A teoria computacional da mente se mostrou útil como uma estrutura que os cientistas podem usar para pensar sobre o cérebro; termos comuns da teoria da informação agora são usados amplamente na neurociência, como “processamento de sinais”, “representações”, “códigos”. Isso nos ajuda a pensar sobre os processos mentais de uma forma teórica, e a entender melhor como desejos e convicções não precisam residir em outros domínios, mas podem ser incorporados ao mundo físico.
Mesmo assim, o cérebro biológico não é uma máquina de Turing. O cérebro humano pode fazer muito além de aplicar uma série de algoritmos aos dados e produzir uma resposta. Como foi descrito antes, o cérebro pode alterar sua própria programação e reagir a mudanças no ambiente – não apenas aos estímulos sensoriais externos, mas até a seu próprio estado físico. Ele tem se mostrado espantosamente elástico. Se o corpo caloso for secionado, dividindo o cérebro em duas partes, a pessoa não morre, algo continua em funcionamento, e isso é um maravilhoso testemunho de como somos diferentes das máquinas de computação que construímos. O cérebro humano pode sofrer degradação ou doença, ter grandes seções obliteradas por um derrame ou pelo impacto de um acidente, mas, ainda assim, consegue se reorganizar e seguir em frente. O cérebro também pode reagir psicologicamente, e é tão plástico em seu espírito como na capacidade de se curar. Em Stumbling on Happiness, o psicólogo Daniel Gilbert escreveu sobre um atleta que, depois de muitos anos de desagradável quimioterapia, sentiu-se alegre e disse: “Eu não mudaria nada.” E sobre um músico que ficou aleijado, mas depois afirmou: “Se eu tivesse de fazer tudo de novo, gostaria que acontecesse do mesmo jeito.” Como eles conseguem dizer coisas assim? O que for que aconteça, nós encontramos um caminho. Como diz Gilbert, a flexibilidade está ao nosso redor. São essas características da mente humana que a elevam acima de uma simples máquina algorítmica, propiciando a beleza de ser humano e o mistério maior que a ciência ainda terá de desvelar.
Da última vez que alguém lhe perguntou se estava chovendo, será que você respondeu “Vou ter de fazer a amostra de algumas variáveis aleatórias para isso”? Se uma pessoa lhe pedir para traduzir o Kalevala, o épico nacional finlandês, você responderia “Sinto muito, isso não está programado no meu software”? À primeira vista, as pessoas não pensam como computadores – máquinas que alternam dois números, 0 e 1, para chegar aos “pensamentos”. Mesmo se você acreditar, como parece o caso de Leonard, que o cérebro eventualmente irá revelar os segredos da mente, o cérebro também não opera usando 0 e 1. Na verdade, não há nenhuma semelhança entre o nosso cérebro e qualquer máquina “pensante” já planejada. Isso significa que esses pontos de interrogação não vão desaparecer.

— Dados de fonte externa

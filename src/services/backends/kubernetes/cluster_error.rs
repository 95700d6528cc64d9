
pub mod api_error_details;

use crate::services::backends::kubernetes::cluster_error::api_error_details::ApiErrorDetails;
use kube::core::ErrorResponse;
use kube::runtime::watcher;
use std::error::Error;
use std::fmt::{Display, Formatter};

/// The error type for requests to the cluster API.
#[derive(Debug, Clone)]
pub enum ClusterError {
    /// The request did not produce a response
    Transport(String),
    /// The server answered with a non-success status
    Api(ApiErrorDetails),
    /// The response body was not the expected document
    Decode(String),
    /// The watch stream could not be opened or reported an error
    Watch(String),
    /// An error surfaced to the caller of a resolver, carrying the message chosen for it
    Request(String),
}

impl ClusterError {
    /// The server-provided message if there is one, else the message of the underlying error.
    pub fn status_message(&self) -> String {
        match self {
            ClusterError::Api(details) if !details.message.is_empty() => details.message.clone(),
            other => other.source_message(),
        }
    }

    /// The server-provided reason if there is one, else the message of the underlying error.
    pub fn list_message(&self) -> String {
        match self {
            ClusterError::Api(details) if !details.reason.is_empty() => details.reason.clone(),
            other => other.source_message(),
        }
    }

    /// The message of the underlying error, without the category prefix of [`Display`].
    pub fn source_message(&self) -> String {
        match self {
            ClusterError::Transport(message)
            | ClusterError::Decode(message)
            | ClusterError::Watch(message)
            | ClusterError::Request(message) => message.clone(),
            ClusterError::Api(details) => details.to_string(),
        }
    }

    pub fn into_status_error(self) -> ClusterError {
        ClusterError::Request(self.status_message())
    }

    pub fn into_list_error(self) -> ClusterError {
        ClusterError::Request(self.list_message())
    }
}

impl From<kube::Error> for ClusterError {
    fn from(error: kube::Error) -> Self {
        match error {
            kube::Error::Api(ErrorResponse {
                code, message, reason, ..
            }) => ClusterError::Api(ApiErrorDetails::new(code, message, reason)),
            kube::Error::SerdeError(e) => ClusterError::Decode(e.to_string()),
            other => ClusterError::Transport(other.to_string()),
        }
    }
}

impl From<watcher::Error> for ClusterError {
    fn from(error: watcher::Error) -> Self {
        ClusterError::Watch(error.to_string())
    }
}

impl From<serde_json::Error> for ClusterError {
    fn from(error: serde_json::Error) -> Self {
        ClusterError::Decode(error.to_string())
    }
}

impl Display for ClusterError {
    fn fmt(&self, f: &mut Formatter<'_>) -> std::fmt::Result {
        match self {
            ClusterError::Transport(message) => write!(f, "Cluster API request failed: {}", message),
            ClusterError::Api(details) => write!(f, "Cluster API returned an error: {}", details),
            ClusterError::Decode(message) => write!(f, "Unexpected cluster API response: {}", message),
            ClusterError::Watch(message) => write!(f, "Watch failed: {}", message),
            ClusterError::Request(message) => write!(f, "{}", message),
        }
    }
}

impl Error for ClusterError {}
use crate::configuration::models::cluster_configuration::ClusterConfiguration;
use crate::configuration::models::status_watch_settings::StatusWatchSettings;
use crate::contracts::status_query_variables::StatusQueryVariables;
use crate::services::backends::kubernetes::resource_update_handler::error_channel_update_handler::WatchFailure;
use crate::services::flux_status_service::FluxStatusService;
use crate::testing::fake_cluster_client::FakeClusterClient;
use std::sync::Arc;
use test_context::AsyncTestContext;
use tokio::sync::mpsc::Receiver;

pub const BASE_PATH: &str = "https://kas.example.com/k8s-proxy";
pub const NAMESPACE: &str = "flux-system";

/// A status service with watching enabled, talking to a fake cluster.
pub struct FluxStatusServiceContext {
    pub client: Arc<FakeClusterClient>,
    pub service: FluxStatusService,
    pub failures: Receiver<WatchFailure>,
    pub configuration: ClusterConfiguration,
}

impl FluxStatusServiceContext {
    pub fn variables(&self, environment_name: &str) -> StatusQueryVariables {
        StatusQueryVariables::new(self.configuration.clone(), NAMESPACE).with_environment_name(environment_name)
    }
}

impl AsyncTestContext for FluxStatusServiceContext {
    async fn setup() -> Self {
        let client = Arc::new(FakeClusterClient::new());
        let (service, failures) = FluxStatusService::start(client.clone(), StatusWatchSettings::with_watch());
        let configuration = ClusterConfiguration::new(BASE_PATH).with_header("Authorization", "Bearer agent-token");
        FluxStatusServiceContext {
            client,
            service,
            failures,
            configuration,
        }
    }

    async fn teardown(self) {
        self.service.shutdown().await;
    }
}
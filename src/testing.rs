pub mod cache_extensions;
pub mod fake_cluster_client;
pub mod flux_status_service_context;

use serde_json::{Value, json};

/// A Flux resource as the cluster API returns it, with the given name and Ready condition.
pub fn flux_resource(name: &str, ready: &str, reason: &str) -> Value {
    json!({
        "apiVersion": "kustomize.toolkit.fluxcd.io/v1beta1",
        "kind": "Kustomization",
        "metadata": {
            "name": name,
            "namespace": "flux-system",
            "resourceVersion": "1"
        },
        "spec": { "interval": "1m", "path": "./clusters/production" },
        "status": {
            "conditions": [
                {
                    "type": "Ready",
                    "status": ready,
                    "reason": reason,
                    "message": format!("Applied revision: main@sha1:{}", name),
                    "lastTransitionTime": "2024-01-01T00:00:00Z"
                }
            ]
        }
    })
}
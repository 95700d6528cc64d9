#![cfg_attr(coverage, feature(coverage_attribute))]

pub mod configuration;
pub mod contracts;
pub mod services;
// COVERAGE: disabled since the module is only compiled for testing purposes
#[cfg(test)]
#[cfg_attr(coverage, coverage(off))]
pub mod testing;
pub mod cluster_client;
pub mod cluster_error;
pub mod list_fetcher;
pub mod resource_update_handler;
pub mod resource_url_builder;
pub mod status_fetcher;
pub mod watch_registry;
pub mod watch_session;
use serde::{Deserialize, Serialize};

/// An authenticated account. Rows are provisioned by the external OAuth
/// flow; this service only ever reads them.
#[derive(Debug, Clone, Serialize, Deserialize)]
pub struct User {
    pub id: String,
    pub email: String,
}
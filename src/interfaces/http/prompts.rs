use actix_web::{web, HttpRequest};

use crate::domain::error::AppError;
use crate::domain::prompt::{
    CreatePromptInput, ListPromptsInput, PromptCreateOutcome, PromptView, UpdatePromptInput,
};

use super::auth::request_context;
use super::state::AppState;
use super::{IdInput, Success};

type Result<T> = std::result::Result<T, AppError>;

pub async fn list(
    state: web::Data<AppState>,
    req: HttpRequest,
    input: web::Json<ListPromptsInput>,
) -> Result<web::Json<Vec<PromptView>>> {
    let ctx = request_context(&state, &req).await?;
    state.prompts.list(&ctx, &input).await.map(web::Json)
}

pub async fn get(
    state: web::Data<AppState>,
    req: HttpRequest,
    input: web::Json<IdInput>,
) -> Result<web::Json<PromptView>> {
    let ctx = request_context(&state, &req).await?;
    state.prompts.get(&ctx, &input.id).await.map(web::Json)
}

pub async fn create(
    state: web::Data<AppState>,
    req: HttpRequest,
    input: web::Json<CreatePromptInput>,
) -> Result<web::Json<PromptCreateOutcome>> {
    let ctx = request_context(&state, &req).await?;
    tracing::info!(title = %input.title, "Creating prompt");
    state.prompts.create(&ctx, &input).await.map(web::Json)
}

pub async fn update(
    state: web::Data<AppState>,
    req: HttpRequest,
    input: web::Json<UpdatePromptInput>,
) -> Result<web::Json<PromptView>> {
    let ctx = request_context(&state, &req).await?;
    state.prompts.update(&ctx, &input).await.map(web::Json)
}

pub async fn delete(
    state: web::Data<AppState>,
    req: HttpRequest,
    input: web::Json<IdInput>,
) -> Result<web::Json<Success>> {
    let ctx = request_context(&state, &req).await?;
    state.prompts.delete(&ctx, &input.id).await?;
    Ok(web::Json(Success { success: true }))
}

pub async fn toggle_favorite(
    state: web::Data<AppState>,
    req: HttpRequest,
    input: web::Json<IdInput>,
) -> Result<web::Json<PromptView>> {
    let ctx = request_context(&state, &req).await?;
    state
        .prompts
        .toggle_favorite(&ctx, &input.id)
        .await
        .map(web::Json)
}
use crate::domain::error::{AppError, Result};
use crate::domain::user::User;

/// Per-request context: the caller identity resolved from the session
/// token, if any. Built once by the transport layer and passed into
/// every gateway operation; nothing here is ambient or global.
#[derive(Debug, Clone)]
pub struct RequestContext {
    user: Option<User>,
}

impl RequestContext {
    pub fn authenticated(user: User) -> Self {
        Self { user: Some(user) }
    }

    pub fn anonymous() -> Self {
        Self { user: None }
    }

    pub fn user(&self) -> Option<&User> {
        self.user.as_ref()
    }

    /// Every operation calls this before touching storage.
    pub fn require_user(&self) -> Result<&User> {
        self.user.as_ref().ok_or_else(|| {
            AppError::Unauthorized("You must be logged in to access this resource".to_string())
        })
    }
}

#[cfg(test)]
mod tests {
    use super::*;

    #[test]
    fn anonymous_context_is_rejected() {
        let ctx = RequestContext::anonymous();
        assert!(matches!(
            ctx.require_user(),
            Err(AppError::Unauthorized(_))
        ));
    }

    #[test]
    fn authenticated_context_exposes_user() {
        let ctx = RequestContext::authenticated(User {
            id: "user-1".to_string(),
            email: "ann@example.com".to_string(),
        });
        assert_eq!(ctx.require_user().unwrap().id, "user-1");
    }
}
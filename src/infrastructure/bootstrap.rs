use std::sync::Arc;

use tracing::info;

use crate::application::{PromptService, TagService};
use crate::domain::error::Result;
use crate::infrastructure::config::AppConfig;
use crate::infrastructure::db::connection::init_vault_db;
use crate::infrastructure::db::repository::VaultRepository;
use crate::infrastructure::security::sessions::SessionService;
use crate::interfaces::http::state::AppState;

/// Wire the process-wide state: pool, repository, services.
pub async fn build_state(config: &AppConfig) -> Result<AppState> {
    let pool = init_vault_db(&config.database_url).await?;
    info!(database_url = %config.database_url, "database ready");

    let repo = Arc::new(VaultRepository::new(pool));

    Ok(AppState {
        prompts: PromptService::new(repo.clone()),
        tags: TagService::new(repo.clone()),
        sessions: SessionService::new(repo),
    })
}
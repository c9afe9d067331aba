use std::sync::Arc;

use crate::infrastructure::bootstrap;
use crate::infrastructure::config::AppConfig;
use crate::interfaces::http;

pub async fn run() -> std::io::Result<()> {
    let _ = dotenvy::dotenv();
    let _ = tracing_subscriber::fmt()
        .with_env_filter(std::env::var("RUST_LOG").unwrap_or_else(|_| "info".to_string()))
        .try_init();

    let config = AppConfig::load().map_err(std::io::Error::other)?;
    let state = bootstrap::build_state(&config)
        .await
        .map_err(std::io::Error::other)?;

    tracing::info!(bind = %config.bind, port = config.port, "starting PromptVault");
    http::serve(Arc::new(state), &config).await
}
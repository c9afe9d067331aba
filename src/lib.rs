//! PromptVault: a vault for AI prompt templates.
//!
//! Prompts carry `{{variable}}` placeholders, belong to exactly one
//! owner, and can be tagged, searched and shared read-only via a public
//! flag. The crate exposes the pure template engine, the
//! access-controlled services, and an actix-web JSON RPC surface over
//! a SQLite store.
//!
//! ## Architecture
//!
//! - **domain**: entities, validated inputs, error taxonomy
//! - **application**: request context + gateway services + template engine
//! - **infrastructure**: config, SQLite pool/repository, session lookup
//! - **interfaces**: the HTTP route table and handlers

pub mod app;
pub mod application;
pub mod domain;
pub mod infrastructure;
pub mod interfaces;

pub use app::run;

Como era inevitável, o outrora promissor campo da inteligência artificial (IA) nem chegou perto de reproduzir um verdadeiro pensamento. Leonard falou dos problemas básicos relativos à IA, e eu poderia aquiescer e passar adiante. Mas existe uma questão crucial pairando no ar. Já que não é igual a um computador, o que o cérebro faz para produzir pensamentos? Acredito que a resposta seja clara: o cérebro não produz pensamentos, ele os transmite a partir da mente. E o que a mente faz, então? Ela cria significado. Não só isso, o significado evolui e, com isso, o cérebro vai atrás para alcançá-lo, guiado pela próxima coisa interessante sobre a qual a mente quer pensar.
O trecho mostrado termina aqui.